A broadening user base, away from the scientists and engineers who traditionally use computing services, has given John Owen a strong argument for the research software engineering group that he is setting up at the University of Birmingham.
“We’re a long term high performance computing group, and we’ve always said we’ll load your application and do the test, as far as ‘you can get the first prompt out of the application’. After that, you’re on your own,” Owen says. “Which worked for a lot of years. But we began to see a gap as we started to get people with less programming experience wanting to use the systems.”
Some extra funding last year allowed Owen to expand his team, and as part of that he hired his first research software engineer (RSE). Two others started at the beginning of January 2018, and a further RSE shared 50:50 with the University of Aston is being funded as part of an EPSRC alliance of six local universities. Owen has two other RSE posts out for recruitment, and is now looking for university backing to expand the team further.

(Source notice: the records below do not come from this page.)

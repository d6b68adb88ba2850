use std::path::PathBuf;

use anyhow::{Context, Result};
use broadcast_feed::Format;
use config::{Config, Environment, File};
use serde::Deserialize;

pub const DEFAULT_CANDIDATES: &[&str] = &["posts.json", "posts.txt", "articles.psv"];

#[derive(Debug, Clone, Deserialize)]
pub struct Settings {
    /// Directory the loader searches for candidate files.
    pub source_dir: PathBuf,
    /// When set, candidates are fetched from `{base_url}/{name}` instead.
    pub base_url: Option<String>,
    /// File names tried in order; first readable one wins.
    pub candidates: Vec<String>,
    /// Declared format overriding the extension hint.
    pub format: Option<String>,
}

impl Settings {
    /// `broadcast_feed.toml` (optional) overlaid with `BROADCAST_*` env vars.
    pub fn load() -> Result<Self> {
        let settings = Config::builder()
            .set_default("source_dir", ".")?
            .set_default("candidates", DEFAULT_CANDIDATES.to_vec())?
            .add_source(File::with_name("broadcast_feed").required(false))
            .add_source(
                Environment::with_prefix("BROADCAST")
                    .try_parsing(true)
                    .list_separator(",")
                    .with_list_parse_key("candidates"),
            )
            .build()
            .context("Failed to read settings")?;
        settings
            .try_deserialize()
            .context("Invalid settings")
    }

    pub fn declared_format(&self) -> Result<Option<Format>> {
        self.format
            .as_deref()
            .map(str::parse::<Format>)
            .transpose()
            .context("Invalid format in settings")
    }
}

Working alongside a professor of bioinformatics and a professor of theology, he has set up a special interest group on the campus to foster peer group support and show a wider need for the service. “If I have one message it would be that you have to have an academic champion. My experience in IT is that we can ask all we like, but you need academic backing to really make the case,” Owen says.
The group only began to advertise its services recently, and Owen plans to limit engagements to two weeks initially, helping researchers to develop their own skills. “In the longer term, though, there is definitely the opportunity to charge for longer input. That way we can start to bring in more money and fund more posts,” Owen says.